Summarize your learning, recommend a strategy to your readers, make suggestions to educators on aligning technology with standards, explain the importance of this alignment, describe how Marzano/Hattie fit with CCSS, etc.
Image from CBT McGraw-Hill blog
Students learn best when they are able to interact with the material rather than just trying to absorb it by reading or listening. Using technology can help a visual learner connect with the material. Chris, a teacher at my school, was reading Memories of a Geisha with her class. Although her students were interested in the story, they did not understand the cultural references. We collaborated and decided to use Thinglink as the platform for their research. Using an image as a base, students were asked to find credible information and link it to different aspects of the image. They were also required to use one video. Chris and I observed her students sharing information with their classmates while working on the project. When they continued their reading, the students were much more engaged in the story after they had completed their research.
As the Librarian at my school, I weave research skills into every lesson. It is critical to stress source credibilty. We are all exposed to too much information. Students use technology, mostly the Google, to research everything. Being able to determine the validity of sources is not just part of the Common Core for college and career readiness, it is a life skill.
I somehow lack teacher terminology ("edspeak" is my nickname for it,) so I find myself looking outside the class resources for definitions and examples. According to the book, What Works in Schools, teachers who are considered "expert" use many strategies in their classrooms. Teachers who are ineffective have few effective strategies. Although there are many strategies for learning, John Hattie was the first to quantify how much each individual strategy can effect the percentile gain for a student. As an example, according to Hattie, tutoring can cause a 19 point percentile gain, and simulation and games can cause a 13 point gain.* It is surprising how large a difference using proven strategies can make. It is worthwhile to make time to learn new strategies.
Marzano's and Hattie's teaching strategies are part of best practices for teaching and learning.
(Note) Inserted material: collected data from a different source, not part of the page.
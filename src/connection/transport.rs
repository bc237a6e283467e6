//! Transport seam and the websocket implementation
//!
//! A [`Connector`] opens one transport per connection attempt and hands back
//! a [`TransportLink`]: a receiver of [`TransportEvent`]s and a
//! [`TransportHandle`] for emitting events or closing. Transports never
//! reconnect on their own; retrying is the connection manager's job.

use super::protocol::{
    decode_packet, encode_event, socket_url, EnginePacket, ProtocolError, ServerMessage,
    SocketPacket, CONNECT_PACKET, PONG_PACKET,
};
use futures_util::{SinkExt, StreamExt};
use serde_json::Value;
use std::time::Duration;
use thiserror::Error;
use tokio::sync::mpsc;
use tokio::time::{sleep_until, Instant};
use tokio_tungstenite::{connect_async, tungstenite::Message};

/// Liveness window used until the server announces its ping settings
const DEFAULT_LIVENESS: Duration = Duration::from_secs(45);

/// Transport failures
#[derive(Debug, Error)]
pub enum TransportError {
    /// Could not establish or keep the socket
    #[error("Connection failed: {0}")]
    ConnectionFailed(String),
    /// Failed to write a frame
    #[error("Send failed: {0}")]
    SendFailed(String),
    /// Server refused the namespace connection
    #[error("Connection refused by server: {0}")]
    Refused(String),
    /// Server closed the session
    #[error("Server closed the connection")]
    ServerClosed,
    /// No heartbeat within the negotiated window
    #[error("Heartbeat timeout")]
    HeartbeatTimeout,
    /// URL or framing problem
    #[error(transparent)]
    Protocol(#[from] ProtocolError),
}

/// Event reported by a transport
#[derive(Debug, Clone, PartialEq)]
pub enum TransportEvent {
    /// Channel established and ready for application messages
    Open,
    /// Application message from the server
    Message(ServerMessage),
    /// Channel closed or failed
    Closed {
        /// Human-readable cause
        reason: String,
    },
}

/// Command sent to a transport
#[derive(Debug, Clone, PartialEq)]
pub enum TransportCommand {
    /// Emit a named event
    Emit {
        /// Event name
        event: String,
        /// Event argument
        data: Value,
    },
    /// Close the channel
    Close,
}

/// Write side of an open transport
#[derive(Debug, Clone)]
pub struct TransportHandle {
    tx: mpsc::UnboundedSender<TransportCommand>,
}

impl TransportHandle {
    /// Wrap a command sender
    pub fn new(tx: mpsc::UnboundedSender<TransportCommand>) -> Self {
        Self { tx }
    }

    /// Emit a named event; silently dropped if the transport is gone
    pub fn emit(&self, event: &str, data: Value) {
        let _ = self.tx.send(TransportCommand::Emit {
            event: event.to_string(),
            data,
        });
    }

    /// Ask the transport to close
    pub fn close(&self) {
        let _ = self.tx.send(TransportCommand::Close);
    }
}

/// Both halves of an opened transport
#[derive(Debug)]
pub struct TransportLink {
    /// Events from the transport
    pub events: mpsc::Receiver<TransportEvent>,
    /// Commands to the transport
    pub handle: TransportHandle,
}

/// Opens transports
pub trait Connector: Send + Sync {
    /// Start opening a transport to `url`; progress is reported on the link
    fn connect(&self, url: &str) -> TransportLink;
}

/// Socket.IO over websocket
#[derive(Debug, Clone)]
pub struct WsConnector {
    channel_capacity: usize,
}

impl Default for WsConnector {
    fn default() -> Self {
        Self {
            channel_capacity: 1024,
        }
    }
}

impl WsConnector {
    /// Create a connector with the default event channel size
    pub fn new() -> Self {
        Self::default()
    }
}

impl Connector for WsConnector {
    fn connect(&self, url: &str) -> TransportLink {
        let (event_tx, event_rx) = mpsc::channel(self.channel_capacity);
        let (cmd_tx, cmd_rx) = mpsc::unbounded_channel();
        let url = url.to_string();

        tokio::spawn(async move {
            let reason = match run_session(&url, &event_tx, cmd_rx).await {
                Ok(()) => "closed by client".to_string(),
                Err(e) => {
                    tracing::warn!(error = %e, "Quote socket closed");
                    e.to_string()
                }
            };
            let _ = event_tx.send(TransportEvent::Closed { reason }).await;
        });

        TransportLink {
            events: event_rx,
            handle: TransportHandle::new(cmd_tx),
        }
    }
}

/// Drive one websocket session until it ends
async fn run_session(
    url: &str,
    events: &mpsc::Sender<TransportEvent>,
    mut commands: mpsc::UnboundedReceiver<TransportCommand>,
) -> Result<(), TransportError> {
    let ws_url = socket_url(url)?;
    tracing::info!(url = %ws_url, "Connecting to quote server");

    // A close requested while dialing ends the session before the socket opens
    let mut pending = Vec::new();
    let dial = connect_async(ws_url.as_str());
    tokio::pin!(dial);
    let ws_stream = loop {
        tokio::select! {
            result = &mut dial => {
                let (stream, _response) =
                    result.map_err(|e| TransportError::ConnectionFailed(e.to_string()))?;
                break stream;
            }
            cmd = commands.recv() => match cmd {
                Some(TransportCommand::Emit { event, data }) => pending.push((event, data)),
                Some(TransportCommand::Close) | None => {
                    tracing::debug!("Close requested while dialing");
                    return Ok(());
                }
            }
        }
    };
    let (mut write, mut read) = ws_stream.split();
    for (event, data) in pending {
        write
            .send(Message::Text(encode_event(&event, &data)))
            .await
            .map_err(|e| TransportError::SendFailed(e.to_string()))?;
    }

    let mut liveness_window = DEFAULT_LIVENESS;
    let mut deadline = Instant::now() + liveness_window;

    loop {
        tokio::select! {
            msg = read.next() => {
                match msg {
                    Some(Ok(Message::Text(text))) => {
                        match decode_packet(&text) {
                            Ok(EnginePacket::Open(info)) => {
                                tracing::debug!(sid = %info.sid, "Engine session opened");
                                liveness_window =
                                    Duration::from_millis(info.ping_interval + info.ping_timeout);
                                deadline = Instant::now() + liveness_window;
                                write.send(Message::Text(CONNECT_PACKET.to_string())).await
                                    .map_err(|e| TransportError::SendFailed(e.to_string()))?;
                            }
                            Ok(EnginePacket::Ping(payload)) => {
                                deadline = Instant::now() + liveness_window;
                                write.send(Message::Text(format!("{}{}", PONG_PACKET, payload))).await
                                    .map_err(|e| TransportError::SendFailed(e.to_string()))?;
                            }
                            Ok(EnginePacket::Close) => return Err(TransportError::ServerClosed),
                            Ok(EnginePacket::Message(packet)) => match packet {
                                SocketPacket::Connect(_) => {
                                    if events.send(TransportEvent::Open).await.is_err() {
                                        return Ok(());
                                    }
                                }
                                SocketPacket::Event { name, data } => {
                                    match ServerMessage::from_event(&name, data) {
                                        Ok(message) => {
                                            if events.send(TransportEvent::Message(message)).await.is_err() {
                                                tracing::debug!("Receiver dropped, closing connection");
                                                return Ok(());
                                            }
                                        }
                                        Err(e) => {
                                            tracing::warn!(event = %name, error = %e, "Dropping malformed event");
                                        }
                                    }
                                }
                                SocketPacket::ConnectError(data) => {
                                    return Err(TransportError::Refused(data.to_string()));
                                }
                                SocketPacket::Disconnect => return Err(TransportError::ServerClosed),
                                SocketPacket::Ignored => {}
                            },
                            Ok(_) => {}
                            Err(e) => {
                                tracing::warn!(error = %e, "Ignoring undecodable frame");
                            }
                        }
                    }
                    Some(Ok(Message::Ping(data))) => {
                        write.send(Message::Pong(data)).await
                            .map_err(|e| TransportError::SendFailed(e.to_string()))?;
                    }
                    Some(Ok(Message::Close(_))) => {
                        tracing::info!("Received close frame");
                        return Err(TransportError::ServerClosed);
                    }
                    Some(Err(e)) => {
                        return Err(TransportError::ConnectionFailed(e.to_string()));
                    }
                    None => {
                        return Err(TransportError::ConnectionFailed("Stream ended unexpectedly".into()));
                    }
                    _ => {}
                }
            }

            cmd = commands.recv() => {
                match cmd {
                    Some(TransportCommand::Emit { event, data }) => {
                        write.send(Message::Text(encode_event(&event, &data))).await
                            .map_err(|e| TransportError::SendFailed(e.to_string()))?;
                    }
                    Some(TransportCommand::Close) | None => {
                        let _ = write.send(Message::Close(None)).await;
                        return Ok(());
                    }
                }
            }

            _ = sleep_until(deadline) => {
                return Err(TransportError::HeartbeatTimeout);
            }
        }
    }
}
Teachers who use these strategies help their students learn how to learn. The alignment of the Common Core Standards is designed reflect these same best practices. The ELA standards focus on complex texts and learning strategies for understanding these texts. The high yield strategies mentioned in this week's readings can give students the skills they need for college and career readiness, the main focus of the Common Core.
* Hattie's effective gains in What Works in Schools are different from the link to Marzano's effective gains in the assignment.
"Teacher Level Factors." What Works in Schools: Translating Research into Action. Robert J. Marzano. Alexandria, VA: Association for Supervision and Curriculum Development, 2003. 69-70. Gale Virtual Reference Library. Web. 11 Apr. 2015.